Dim fSuccess As Boolean
Dim oDoc As MSXML2.DOMDocument
Dim oRoot As MSXML2.IXMLDOMNode ' Level 0 egh_eval
Dim oChild As MSXML2.IXMLDOMNode ' Level 1 eval_set
Dim oChildren As MSXML2.IXMLDOMNode ' Level 2 eval_id, eval_d, eval_e, eval_cred


Dim domList As MSXML2.IXMLDOMNodeList

Set oDoc = New MSXML2.DOMDocument
oDoc.async = False
oDoc.validateOnParse = False

fSuccess = oDoc.Load(Application.CurrentProject.Path & "\file.xml")

Set oRoot = oDoc.documentElement
Set oChild = oRoot.childNodes(0)
Set oChildren = oChild.childNodes(0)

For i = 0 To oChild.childNodes.length - 1
    For y = 0 To oChildren.childNodes.length - 1
        MsgBox oChildren.nodeName & " : " & oChildren.nodeTypedValue
        oChildren.childNodes.nextNode
    Next
    oChild.childNodes.nextNode
Next

However, instead of giving me the right values, it gives me the float in eval_id 4 times...

Thanks !

EDIT: I am using Microsoft Access 2002 SP3


Solution

  • Your loop is all wrong. Don't use a counted loop. There is For Each which will do exactly what you need, and it's much more readable, too.

    Dim egh_eval As MSXML2.IXMLDOMNode
    Dim eval_set As MSXML2.IXMLDOMNode
    Dim eval_prop As MSXML2.IXMLDOMNode
    
    Set egh_eval = oDoc.documentElement.childNodes(0)
    
    For Each eval_set In egh_eval.childNodes
      If eval_set.nodeType = NODE_ELEMENT Then
        For Each eval_prop In eval_set.childNodes
          If eval_prop.nodeType = NODE_ELEMENT Then
            MsgBox eval_prop.nodeName & " : " & eval_prop.childNodes.length
          End If
        Next eval_prop
      End If
    Next eval_set
    

    When you use childNodes you must check the nodeType property.
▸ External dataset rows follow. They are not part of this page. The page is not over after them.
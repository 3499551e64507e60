//! The resilience pipeline every outbound request goes through.
//!
//! For each attempt [`NetworkResilience::execute`] runs:
//! 1. per-host rate limit gate
//! 2. circuit breaker admission (fast-fails while OPEN)
//! 3. cached DNS resolution
//! 4. circuit re-check, since the lookup may have suspended
//! 5. pooled client checkout
//! 6. the caller's operation
//!
//! Steps 3 to 6 share one deadline computed by the [`TimeoutCalculator`].
//!
//! The outcome is classified and recorded against the host's circuit. Retryable
//! failures back off and try again until the retry budget runs out or the
//! circuit opens.

use std::future::Future;
use std::net::IpAddr;
use std::sync::{Arc, Weak};
use std::time::Duration;

use reqwest::Client;
use reqwest::header::RETRY_AFTER;
use serde::Serialize;
use tokio::task::JoinHandle;
use tokio::time::Instant;
use tracing::{debug, info, instrument, warn};
use url::Url;

use super::circuit_breaker::{
    CircuitBreaker, CircuitBreakerConfig, CircuitPermit, CircuitRejection, CircuitSnapshot,
    CircuitState,
};
use super::constants::MAX_CONNECTIONS_PER_HOST;
use super::dns_cache::{DnsCache, DnsCacheStats, Resolver, SystemResolver};
use super::error::{NetworkError, ResilienceError};
use super::pool::{ConnectionPool, HostPoolStats};
use super::rate_limiter::RateLimiter;
use super::retry::{RetryDecision, RetryPolicy};
use super::timeout::TimeoutCalculator;
use crate::config::MonitoringConfig;

/// What a request is for; drives the per-call timeout.
#[derive(Debug, Clone, Default, PartialEq, Eq)]
pub struct RequestContext {
    /// Library name, if the request belongs to a known library.
    pub library: Option<String>,
    /// Page count of the manuscript being fetched (0 if unknown).
    pub total_pages: u32,
}

impl RequestContext {
    #[must_use]
    pub fn for_library(library: impl Into<String>, total_pages: u32) -> Self {
        Self {
            library: Some(library.into()),
            total_pages,
        }
    }
}

/// Combined health view of circuits, pools, and the DNS cache.
#[derive(Debug, Clone, PartialEq, Serialize)]
pub struct NetworkHealth {
    pub circuits: Vec<CircuitSnapshot>,
    pub pools: Vec<HostPoolStats>,
    pub dns: DnsCacheStats,
}

/// Builder for [`NetworkResilience`].
#[derive(Debug)]
pub struct NetworkResilienceBuilder {
    config: Arc<MonitoringConfig>,
    retry: RetryPolicy,
    circuit: CircuitBreakerConfig,
    resolver: Arc<dyn Resolver>,
    timeout_bounds: Option<(Duration, Duration, Duration)>,
    min_request_interval: Duration,
    max_connections_per_host: usize,
}

impl NetworkResilienceBuilder {
    #[must_use]
    pub fn retry_policy(mut self, retry: RetryPolicy) -> Self {
        self.retry = retry;
        self
    }

    #[must_use]
    pub fn circuit_breaker(mut self, circuit: CircuitBreakerConfig) -> Self {
        self.circuit = circuit;
        self
    }

    #[must_use]
    pub fn resolver(mut self, resolver: Arc<dyn Resolver>) -> Self {
        self.resolver = resolver;
        self
    }

    /// Base, minimum, and maximum per-request timeout.
    #[must_use]
    pub fn timeout_bounds(mut self, base: Duration, min: Duration, max: Duration) -> Self {
        self.timeout_bounds = Some((base, min, max));
        self
    }

    #[must_use]
    pub fn min_request_interval(mut self, interval: Duration) -> Self {
        self.min_request_interval = interval;
        self
    }

    #[must_use]
    pub fn max_connections_per_host(mut self, max: usize) -> Self {
        self.max_connections_per_host = max;
        self
    }

    #[must_use]
    pub fn build(self) -> NetworkResilience {
        let mut timeouts = TimeoutCalculator::new(self.config);
        if let Some((base, min, max)) = self.timeout_bounds {
            timeouts = timeouts.with_bounds(base, min, max);
        }
        NetworkResilience {
            circuits: CircuitBreaker::new(self.circuit),
            retry: self.retry,
            timeouts,
            dns: Arc::new(DnsCache::new(self.resolver)),
            pool: ConnectionPool::new(self.max_connections_per_host),
            rate_limiter: RateLimiter::new(self.min_request_interval),
        }
    }
}

/// Resilience layer wrapping every outbound request.
///
/// Construct once and share behind `Arc`.
#[derive(Debug)]
pub struct NetworkResilience {
    circuits: CircuitBreaker,
    retry: RetryPolicy,
    timeouts: TimeoutCalculator,
    dns: Arc<DnsCache>,
    pool: ConnectionPool,
    rate_limiter: RateLimiter,
}

impl NetworkResilience {
    /// Layer with default thresholds and the system resolver.
    #[must_use]
    pub fn new(config: Arc<MonitoringConfig>) -> Self {
        Self::builder(config).build()
    }

    #[must_use]
    pub fn builder(config: Arc<MonitoringConfig>) -> NetworkResilienceBuilder {
        NetworkResilienceBuilder {
            config,
            retry: RetryPolicy::default(),
            circuit: CircuitBreakerConfig::default(),
            resolver: Arc::new(SystemResolver),
            timeout_bounds: None,
            min_request_interval: Duration::ZERO,
            max_connections_per_host: MAX_CONNECTIONS_PER_HOST,
        }
    }

    #[must_use]
    pub fn circuit_breaker(&self) -> &CircuitBreaker {
        &self.circuits
    }

    #[must_use]
    pub fn dns_cache(&self) -> &Arc<DnsCache> {
        &self.dns
    }

    #[must_use]
    pub fn pool(&self) -> &ConnectionPool {
        &self.pool
    }

    #[must_use]
    pub fn rate_limiter(&self) -> &RateLimiter {
        &self.rate_limiter
    }

    #[must_use]
    pub fn timeouts(&self) -> &TimeoutCalculator {
        &self.timeouts
    }

    #[must_use]
    pub fn retry_policy(&self) -> &RetryPolicy {
        &self.retry
    }

    /// Runs `op` against `url` under rate limiting, circuit breaking, DNS
    /// caching, pooling, timeouts, and retries.
    ///
    /// `op` receives the pooled client for the host and the parsed URL, and
    /// is called once per attempt.
    ///
    /// # Errors
    ///
    /// - [`ResilienceError::CircuitOpen`] when the host's circuit refuses the
    ///   call; no request is sent.
    /// - [`ResilienceError::Network`] with the last classified failure once
    ///   retrying stops.
    /// - [`ResilienceError::InvalidUrl`] for unparseable or host-less URLs.
    #[instrument(skip(self, op), fields(library = ctx.library.as_deref()))]
    pub async fn execute<T, F, Fut>(
        &self,
        url: &str,
        ctx: &RequestContext,
        mut op: F,
    ) -> Result<T, ResilienceError>
    where
        F: FnMut(Client, Url) -> Fut,
        Fut: Future<Output = Result<T, NetworkError>>,
    {
        let parsed = Url::parse(url).map_err(|_| ResilienceError::InvalidUrl {
            url: url.to_string(),
        })?;
        let host = parsed
            .host_str()
            .map(str::to_lowercase)
            .ok_or_else(|| ResilienceError::InvalidUrl {
                url: url.to_string(),
            })?;

        let mut attempt = 0;
        loop {
            attempt += 1;
            self.rate_limiter.acquire(&host).await;
            let permit = self.admit(&host)?;

            let outcome = self
                .attempt(&host, &parsed, ctx, permit.state(), &mut op)
                .await;
            let error = match outcome {
                Ok(value) => {
                    permit.succeed();
                    if attempt > 1 {
                        info!(host = %host, attempt, "request succeeded after retry");
                    }
                    return Ok(value);
                }
                Err(AttemptError::Rejected(rejection)) => {
                    return Err(circuit_open(&host, rejection.retry_in));
                }
                Err(AttemptError::Failed(error)) => error,
            };

            let delay = self.after_failure(&host, permit, error, attempt).await?;
            tokio::time::sleep(delay).await;
        }
    }

    /// GETs `url` and returns the response once its status is a success.
    ///
    /// # Errors
    ///
    /// See [`execute`](Self::execute). Non-success statuses are classified as
    /// HTTP failures.
    pub async fn get(
        &self,
        url: &str,
        ctx: &RequestContext,
    ) -> Result<reqwest::Response, ResilienceError> {
        self.execute(url, ctx, |client, url| async move { send_get(&client, url).await })
            .await
    }

    /// GETs `url` and reads the whole body inside the attempt's timeout.
    ///
    /// # Errors
    ///
    /// See [`execute`](Self::execute).
    pub async fn fetch_bytes(
        &self,
        url: &str,
        ctx: &RequestContext,
    ) -> Result<Vec<u8>, ResilienceError> {
        self.execute(url, ctx, |client, url| async move {
            let response = send_get(&client, url.clone()).await?;
            let body = response
                .bytes()
                .await
                .map_err(|e| NetworkError::request(url.as_str(), e))?;
            Ok::<_, NetworkError>(body.to_vec())
        })
        .await
    }

    #[must_use]
    pub fn health_snapshot(&self) -> NetworkHealth {
        NetworkHealth {
            circuits: self.circuits.snapshot(),
            pools: self.pool.stats(),
            dns: self.dns.stats(),
        }
    }

    /// Sweeps expired DNS entries and stale host pools every `interval`
    /// until the handle is aborted or the layer is dropped.
    #[must_use]
    pub fn spawn_maintenance(self: &Arc<Self>, interval: Duration) -> JoinHandle<()> {
        let layer: Weak<Self> = Arc::downgrade(self);
        tokio::spawn(async move {
            let mut ticker = tokio::time::interval(interval);
            ticker.set_missed_tick_behavior(tokio::time::MissedTickBehavior::Delay);
            ticker.tick().await;
            loop {
                ticker.tick().await;
                let Some(layer) = layer.upgrade() else {
                    return;
                };
                let dns = layer.dns.sweep();
                let pools = layer.pool.sweep_idle();
                debug!(dns, pools, "network maintenance sweep");
            }
        })
    }

    fn admit(&self, host: &str) -> Result<CircuitPermit<'_>, ResilienceError> {
        self.circuits.acquire(host).map_err(|rejection| {
            debug!(host, state = %rejection.state, "circuit rejected request");
            circuit_open(host, rejection.retry_in)
        })
    }

    /// One pass through DNS, pool, and the operation, all under the
    /// request timeout.
    async fn attempt<T, F, Fut>(
        &self,
        host: &str,
        url: &Url,
        ctx: &RequestContext,
        state: CircuitState,
        op: &mut F,
    ) -> Result<T, AttemptError>
    where
        F: FnMut(Client, Url) -> Fut,
        Fut: Future<Output = Result<T, NetworkError>>,
    {
        let timeout = self
            .timeouts
            .request_timeout(ctx.library.as_deref(), ctx.total_pages, state);
        let started = Instant::now();
        let remaining = || timeout.saturating_sub(started.elapsed());

        let addresses: Vec<IpAddr> = if host_is_ip_literal(url) {
            Vec::new()
        } else {
            tokio::time::timeout(remaining(), self.dns.resolve(host))
                .await
                .map_err(|_| {
                    NetworkError::dns(
                        host,
                        format!("lookup timed out after {}ms", timeout.as_millis()),
                    )
                })??
        };

        // The lookup may have suspended while another task opened the circuit.
        if self.circuits.state(host) == CircuitState::Open {
            let retry_in = self
                .circuits
                .status(host)
                .and_then(|status| status.retry_in)
                .unwrap_or_default();
            return Err(AttemptError::Rejected(CircuitRejection {
                state: CircuitState::Open,
                retry_in,
            }));
        }

        let lease = tokio::time::timeout(remaining(), self.pool.checkout(host, &addresses))
            .await
            .map_err(|_| NetworkError::timeout(url.as_str(), timeout))??;

        let op_started = Instant::now();
        let result =
            match tokio::time::timeout(remaining(), op(lease.client().clone(), url.clone())).await
            {
                Ok(result) => result,
                Err(_) => Err(NetworkError::timeout(url.as_str(), timeout)),
            };
        lease.record(op_started.elapsed(), result.is_ok());
        result.map_err(AttemptError::Failed)
    }

    /// Records a failed attempt and returns the backoff before the next one.
    async fn after_failure(
        &self,
        host: &str,
        permit: CircuitPermit<'_>,
        error: NetworkError,
        attempt: u32,
    ) -> Result<Duration, ResilienceError> {
        let kind = error.kind();
        permit.fail(kind);

        // Retry-After on 429 or 503 blocks the host for every caller.
        if let Some(server_delay) = error.retry_after() {
            self.rate_limiter.record_rate_limit(host, server_delay).await;
        }

        if self.circuits.state(host) == CircuitState::Open {
            warn!(host, attempt, %kind, error = %error, "circuit open, not retrying");
            return Err(ResilienceError::Network {
                attempts: attempt,
                source: error,
            });
        }

        match self.retry.should_retry(&error, attempt) {
            RetryDecision::Retry { delay, attempt: next } => {
                warn!(
                    host,
                    attempt,
                    next_attempt = next,
                    delay_ms = delay.as_millis(),
                    %kind,
                    error = %error,
                    "request failed, retrying"
                );
                Ok(delay)
            }
            RetryDecision::DoNotRetry { reason } => {
                warn!(host, attempt, %kind, error = %error, reason = %reason, "request failed");
                Err(ResilienceError::Network {
                    attempts: attempt,
                    source: error,
                })
            }
        }
    }
}

enum AttemptError {
    Rejected(CircuitRejection),
    Failed(NetworkError),
}

impl From<NetworkError> for AttemptError {
    fn from(error: NetworkError) -> Self {
        Self::Failed(error)
    }
}

fn circuit_open(host: &str, retry_in: Duration) -> ResilienceError {
    ResilienceError::CircuitOpen {
        host: host.to_string(),
        retry_in,
    }
}

fn host_is_ip_literal(url: &Url) -> bool {
    matches!(url.host(), Some(url::Host::Ipv4(_) | url::Host::Ipv6(_)))
}

async fn send_get(client: &Client, url: Url) -> Result<reqwest::Response, NetworkError> {
    let response = client
        .get(url.clone())
        .send()
        .await
        .map_err(|e| NetworkError::request(url.as_str(), e))?;
    let status = response.status();
    if status.is_success() {
        return Ok(response);
    }
    let retry_after = response
        .headers()
        .get(RETRY_AFTER)
        .and_then(|value| value.to_str().ok())
        .map(str::to_string);
    Err(NetworkError::http_status_with_retry_after(
        url.as_str(),
        status.as_u16(),
        retry_after,
    ))
}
Comments, text nodes and so on will all be in the list of child nodes, not just element nodes.

    It might be a good idea to look into using XPath to select your elements. Doing this with DOM methods is error-prone and cumbersome. Read up on IXMLDOMNode::selectNodes and IXMLDOMNode::selectSingleNode.

    For Each eval_set In oDoc.selectNodes("/egh_eval/eval_set")
      Set eval_id = eval_set.selectSingleNode("eval_id")
    
      ' always check for empty search result!
      If Not eval_id Is Nothing Then
        MsgBox eval_id.text
        ' ...
      End If
    Next eval_set
    

    Also, on a general note. This:

    fSuccess = oDoc.Load(Application.CurrentProject.Path & "\file.xml")
    

    is actually both not necessary and a bad idea, since you do never seem to check the value of fSuccess). Better:

    Sub LoadAndProcessXml(path As String)
      Dim oDoc As MSXML2.DOMDocument
    
      If oDoc.Load(path) Then
        ProcessXmlFile oDoc
      Else
        ' error handling
      End If
    End Sub
    
    Sub ProcessXml(doc As MSXML2.DOMDocument) 
      ' Process the contents like shown above
    End Sub
    

    Creating multiple subs/functions has several advantages

    • Makes error handling much easier, since every function only has one purpose.
    • You will need less variables, since you can define some variables in the function arguments
    • Code will become more maintainable, since it's more obvious what 3 short functions do than what one long function does.